Abstract

Elevated left ventricular afterload leads to myocardial hypertrophy, diastolic dysfunction, cellular remodelling and compromised calcium dynamics. At the cellular scale this remodelling of the ionic channels, pumps and exchangers gives rise to changes in the Ca²⁺ transient. However, the relative roles of the underlying subcellular processes and the positive or negative impact of each remodelling mechanism are not fully understood. Biophysical cardiac cell models were created to simulate electrophysiology and calcium dynamics in myocytes from control rats (SHAM) and aortic-banded rats exhibiting diastolic dysfunction. The model parameters and framework were validated and the fitted parameters demonstrated to be unique for explaining our experimental data.
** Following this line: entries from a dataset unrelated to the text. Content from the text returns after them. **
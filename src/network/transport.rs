//! Transport - the reconnecting websocket stream.
//!
//! The transport runs in two phases, both owned by a single receive task:
//!
//! ```text
//! connect() ── handshake (inline, errors surface to the caller)
//!    │
//!    ▼
//! receive loop ── read text frames ──▶ TransportEvent::Frame
//!    │                │
//!    │ failure/close  │ watchdog recycle
//!    ▼                ▼
//! backoff (fixed) ─ fresh endpoint from the session provider ─ reconnect
//! ```
//!
//! The remote service issues time-bounded resumable tokens, so no endpoint
//! is ever reused across reconnects: every cycle asks the session provider
//! for a fresh URL. Retries have no ceiling; only disposal stops the loop.
//! Cancellation is cooperative: the lifetime token covers the whole
//! transport, each connection gets a child token, and disposal always wins
//! over a pending reconnect.

use crate::config::TransportConfig;
use crate::error::ClientError;
use crate::network::watchdog;
use async_trait::async_trait;
use futures_util::StreamExt;
use http::HeaderValue;
use http::header::{COOKIE, ORIGIN};
use parking_lot::Mutex;
use std::sync::Arc;
use std::sync::atomic::{AtomicBool, Ordering};
use std::time::Instant;
use tokio::net::TcpStream;
use tokio::sync::{Notify, mpsc};
use tokio::task::JoinHandle;
use tokio_tungstenite::tungstenite::Message as WsMessage;
use tokio_tungstenite::tungstenite::client::IntoClientRequest;
use tokio_tungstenite::{MaybeTlsStream, WebSocketStream, connect_async};
use tokio_util::sync::CancellationToken;
use tracing::{debug, info, instrument, warn};

type WsStream = WebSocketStream<MaybeTlsStream<TcpStream>>;

/// External collaborator supplying the authenticated context and resumable
/// stream endpoints. Re-invoked on every reconnect because endpoints carry
/// time-bounded tokens.
#[async_trait]
pub trait SessionProvider: Send + Sync {
    /// A fresh websocket endpoint URL for the event stream.
    async fn stream_endpoint(&self) -> anyhow::Result<String>;

    /// Cookie header value for the websocket handshake, if the service
    /// requires one.
    fn session_cookie(&self) -> Option<String> {
        None
    }
}

/// Lifecycle of the transport's connection.
#[derive(Debug, Clone, Copy, PartialEq, Eq)]
pub enum ConnectionState {
    Disconnected,
    Connecting,
    Open,
    Reconnecting,
    /// Terminal; reachable from any state.
    Disposed,
}

/// What the transport emits towards the session pump.
#[derive(Debug)]
pub enum TransportEvent {
    /// A text frame arrived.
    Frame(String),
    /// A transient failure; the transport is already retrying.
    Error(anyhow::Error),
}

pub(crate) struct TransportInner {
    pub(crate) provider: Arc<dyn SessionProvider>,
    pub(crate) events: mpsc::Sender<TransportEvent>,
    pub(crate) config: TransportConfig,
    pub(crate) state: Mutex<ConnectionState>,
    pub(crate) origin: Mutex<Option<String>>,
    pub(crate) last_activity: Mutex<Instant>,
    /// Set when the watchdog forces a recovery; cleared only by a text
    /// frame, so one idle episode yields one reconnect cycle.
    pub(crate) recovering: AtomicBool,
    pub(crate) recycle: Notify,
    pub(crate) lifetime: CancellationToken,
}

impl TransportInner {
    pub(crate) fn state(&self) -> ConnectionState {
        *self.state.lock()
    }

    /// Record stream activity and re-arm the idle watchdog.
    fn touch_frame(&self) {
        *self.last_activity.lock() = Instant::now();
        self.recovering.store(false, Ordering::SeqCst);
    }

    /// Transition while the connection is still live; `Disconnected` and
    /// `Disposed` set by the owner always stick.
    fn set_state_if_live(&self, next: ConnectionState) -> bool {
        let mut state = self.state.lock();
        match *state {
            ConnectionState::Disconnected | ConnectionState::Disposed => false,
            _ => {
                *state = next;
                true
            }
        }
    }

    async fn emit_error(&self, cause: anyhow::Error) {
        let _ = self.events.send(TransportEvent::Error(cause)).await;
    }
}

/// Reconnecting full-duplex stream abstraction.
pub struct Transport {
    inner: Arc<TransportInner>,
    conn_token: Mutex<Option<CancellationToken>>,
    recv_task: tokio::sync::Mutex<Option<JoinHandle<()>>>,
    watchdog_task: tokio::sync::Mutex<Option<JoinHandle<()>>>,
}

impl Transport {
    /// Create the transport and start its idle watchdog. Must be called
    /// within a tokio runtime. Frames and transient errors are delivered
    /// on `events`.
    pub fn new(
        provider: Arc<dyn SessionProvider>,
        config: TransportConfig,
        events: mpsc::Sender<TransportEvent>,
    ) -> Self {
        let inner = Arc::new(TransportInner {
            provider,
            events,
            config,
            state: Mutex::new(ConnectionState::Disconnected),
            origin: Mutex::new(None),
            last_activity: Mutex::new(Instant::now()),
            recovering: AtomicBool::new(false),
            recycle: Notify::new(),
            lifetime: CancellationToken::new(),
        });
        let watchdog = watchdog::spawn(Arc::clone(&inner));
        Self {
            inner,
            conn_token: Mutex::new(None),
            recv_task: tokio::sync::Mutex::new(None),
            watchdog_task: tokio::sync::Mutex::new(Some(watchdog)),
        }
    }

    pub fn state(&self) -> ConnectionState {
        self.inner.state()
    }

    /// Open the stream at `endpoint`, presenting `origin` (and the
    /// provider's session cookie) during the handshake, then start the
    /// receive loop. Handshake failures surface here; later failures are
    /// retried by the loop. A `disconnect()` or `dispose()` that lands
    /// while the handshake is in flight wins: the socket is closed and no
    /// receive loop starts.
    pub async fn connect(&self, endpoint: &str, origin: &str) -> Result<(), ClientError> {
        {
            let mut state = self.inner.state.lock();
            match *state {
                ConnectionState::Disposed => return Err(ClientError::Disposed),
                ConnectionState::Connecting
                | ConnectionState::Open
                | ConnectionState::Reconnecting => return Err(ClientError::AlreadyConnected),
                ConnectionState::Disconnected => *state = ConnectionState::Connecting,
            }
        }
        *self.inner.origin.lock() = Some(origin.to_string());

        let mut socket = match open_socket(&self.inner, endpoint).await {
            Ok(socket) => socket,
            Err(cause) => {
                self.inner.set_state_if_live(ConnectionState::Disconnected);
                return Err(ClientError::Transport(cause.to_string()));
            }
        };

        let token = self.inner.lifetime.child_token();
        *self.inner.last_activity.lock() = Instant::now();
        // A deliberate connect starts a fresh idle episode.
        self.inner.recovering.store(false, Ordering::SeqCst);

        // A disconnect() or dispose() may have landed during the handshake;
        // it found nothing to cancel, so the teardown happens here. The
        // token is stored under the state lock so a disconnect that observes
        // `Open` always finds it.
        let live = {
            let mut state = self.inner.state.lock();
            match *state {
                ConnectionState::Disconnected | ConnectionState::Disposed => false,
                _ => {
                    *state = ConnectionState::Open;
                    *self.conn_token.lock() = Some(token.clone());
                    true
                }
            }
        };
        if !live {
            let _ = socket.close(None).await;
            return match self.inner.state() {
                ConnectionState::Disposed => Err(ClientError::Disposed),
                _ => Err(ClientError::NotConnected),
            };
        }
        info!(%endpoint, "stream connected");

        let task = tokio::spawn(receive_loop(Arc::clone(&self.inner), socket, token));
        *self.recv_task.lock().await = Some(task);
        Ok(())
    }

    /// Close the stream and stop the receive loop.
    pub async fn disconnect(&self) -> Result<(), ClientError> {
        {
            let mut state = self.inner.state.lock();
            match *state {
                ConnectionState::Disposed => return Err(ClientError::Disposed),
                ConnectionState::Disconnected => return Err(ClientError::NotConnected),
                _ => *state = ConnectionState::Disconnected,
            }
        }
        if let Some(token) = self.conn_token.lock().take() {
            token.cancel();
        }
        if let Some(task) = self.recv_task.lock().await.take() {
            let _ = task.await;
        }
        info!("stream disconnected");
        Ok(())
    }

    /// Permanently stop the receive loop and the watchdog. Idempotent and
    /// safe under concurrent calls; always takes precedence over a pending
    /// reconnect.
    pub async fn dispose(&self) {
        let first = {
            let mut state = self.inner.state.lock();
            let first = *state != ConnectionState::Disposed;
            *state = ConnectionState::Disposed;
            first
        };
        self.inner.lifetime.cancel();
        if let Some(task) = self.recv_task.lock().await.take() {
            let _ = task.await;
        }
        if let Some(task) = self.watchdog_task.lock().await.take() {
            let _ = task.await;
        }
        if first {
            info!("transport disposed");
        }
    }
}

async fn open_socket(inner: &Arc<TransportInner>, endpoint: &str) -> anyhow::Result<WsStream> {
    let mut request = endpoint.into_client_request()?;
    let headers = request.headers_mut();
    if let Some(origin) = inner.origin.lock().clone() {
        headers.insert(ORIGIN, HeaderValue::from_str(&origin)?);
    }
    if let Some(cookie) = inner.provider.session_cookie() {
        headers.insert(COOKIE, HeaderValue::from_str(&cookie)?);
    }
    let (socket, _response) = connect_async(request).await?;
    Ok(socket)
}

enum LoopExit {
    Cancelled,
    Closed,
    Recycle,
}

/// Owns the socket across reconnects. Runs until cancelled.
#[instrument(skip_all, name = "receive_loop")]
async fn receive_loop(inner: Arc<TransportInner>, socket: WsStream, token: CancellationToken) {
    let mut socket = Some(socket);
    loop {
        let stream = match socket.take() {
            Some(stream) => stream,
            None => match reopen(&inner, &token).await {
                Some(stream) => stream,
                None => break,
            },
        };
        match read_frames(&inner, stream, &token).await {
            LoopExit::Cancelled => break,
            LoopExit::Closed => {
                inner.set_state_if_live(ConnectionState::Reconnecting);
                if backoff(&inner, &token).await.is_none() {
                    break;
                }
            }
            LoopExit::Recycle => {
                // Forced disconnect+connect; no backoff, the endpoint is
                // fetched fresh immediately.
                inner.set_state_if_live(ConnectionState::Reconnecting);
            }
        }
    }
    debug!("receive loop stopped");
}

/// Fixed-delay wait, interruptible by cancellation.
async fn backoff(inner: &Arc<TransportInner>, token: &CancellationToken) -> Option<()> {
    tokio::select! {
        biased;
        () = token.cancelled() => None,
        () = tokio::time::sleep(inner.config.reconnect_backoff()) => Some(()),
    }
}

/// Ask the provider for a fresh endpoint and open it, retrying with the
/// fixed backoff until it succeeds or the connection is cancelled.
async fn reopen(inner: &Arc<TransportInner>, token: &CancellationToken) -> Option<WsStream> {
    loop {
        if token.is_cancelled() {
            return None;
        }
        let endpoint = tokio::select! {
            biased;
            () = token.cancelled() => return None,
            endpoint = inner.provider.stream_endpoint() => match endpoint {
                Ok(endpoint) => endpoint,
                Err(cause) => {
                    warn!(error = %cause, "session provider failed to supply an endpoint");
                    inner.emit_error(cause).await;
                    backoff(inner, token).await?;
                    continue;
                }
            },
        };
        match open_socket(inner, &endpoint).await {
            Ok(stream) => {
                if !inner.set_state_if_live(ConnectionState::Open) {
                    return None;
                }
                *inner.last_activity.lock() = Instant::now();
                info!(%endpoint, "stream reconnected");
                return Some(stream);
            }
            Err(cause) => {
                warn!(error = %cause, "reconnect attempt failed");
                inner.emit_error(cause).await;
                backoff(inner, token).await?;
            }
        }
    }
}

/// Read frames until the socket closes, the watchdog requests a recycle,
/// or the connection is cancelled.
async fn read_frames(
    inner: &Arc<TransportInner>,
    mut socket: WsStream,
    token: &CancellationToken,
) -> LoopExit {
    loop {
        tokio::select! {
            biased;
            () = token.cancelled() => {
                let _ = socket.close(None).await;
                return LoopExit::Cancelled;
            }
            () = inner.recycle.notified() => {
                let _ = socket.close(None).await;
                return LoopExit::Recycle;
            }
            frame = socket.next() => match frame {
                Some(Ok(WsMessage::Text(payload))) => {
                    inner.touch_frame();
                    if inner.events.send(TransportEvent::Frame(payload)).await.is_err() {
                        // Receiver gone: the session dropped its pump.
                        return LoopExit::Cancelled;
                    }
                }
                Some(Ok(WsMessage::Close(_))) | None => {
                    debug!("stream closed by remote");
                    return LoopExit::Closed;
                }
                // Non-text frames carry nothing for the event feed.
                Some(Ok(_)) => {}
                Some(Err(cause)) => {
                    warn!(error = %cause, "stream read failed");
                    inner.emit_error(cause.into()).await;
                    return LoopExit::Closed;
                }
            }
        }
    }
}

#[cfg(test)]
mod tests {
    use super::*;

    struct NoProvider;

    #[async_trait]
    impl SessionProvider for NoProvider {
        async fn stream_endpoint(&self) -> anyhow::Result<String> {
            Err(anyhow::anyhow!("no endpoint in tests"))
        }
    }

    fn transport() -> (Transport, mpsc::Receiver<TransportEvent>) {
        let (tx, rx) = mpsc::channel(8);
        (
            Transport::new(Arc::new(NoProvider), TransportConfig::default(), tx),
            rx,
        )
    }

    #[tokio::test]
    async fn disconnect_without_connection_fails() {
        let (transport, _rx) = transport();
        assert!(matches!(
            transport.disconnect().await,
            Err(ClientError::NotConnected)
        ));
        transport.dispose().await;
    }

    #[tokio::test]
    async fn dispose_is_idempotent_and_terminal() {
        let (transport, _rx) = transport();
        transport.dispose().await;
        transport.dispose().await;
        assert_eq!(transport.state(), ConnectionState::Disposed);
        assert!(matches!(
            transport.connect("ws://127.0.0.1:1/", "http://example").await,
            Err(ClientError::Disposed)
        ));
        assert!(matches!(
            transport.disconnect().await,
            Err(ClientError::Disposed)
        ));
    }
}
The contribution of each ionic pathway to the calcium kinetics was calculated, identifying the L-type Ca²⁺ channel (LCC) and the sarco/endoplasmic reticulum Ca²⁺ -ATPase (SERCA) as the principal regulators of systolic and diastolic Ca²⁺ , respectively. In the aortic banding model, the sensitivity of systolic Ca²⁺ to LCC density and diastolic Ca²⁺ to SERCA density decreased by 16-fold and increased by 23%, respectively, relative to the SHAM model. The energy cost of ionic homeostasis is maintained across the two models. The models predict that changes in ionic pathway densities in compensated aortic banding rats maintain Ca²⁺ function and efficiency. The ability to dynamically alter systolic function is significantly diminished, while the capacity to maintain diastolic Ca²⁺ is moderately increased.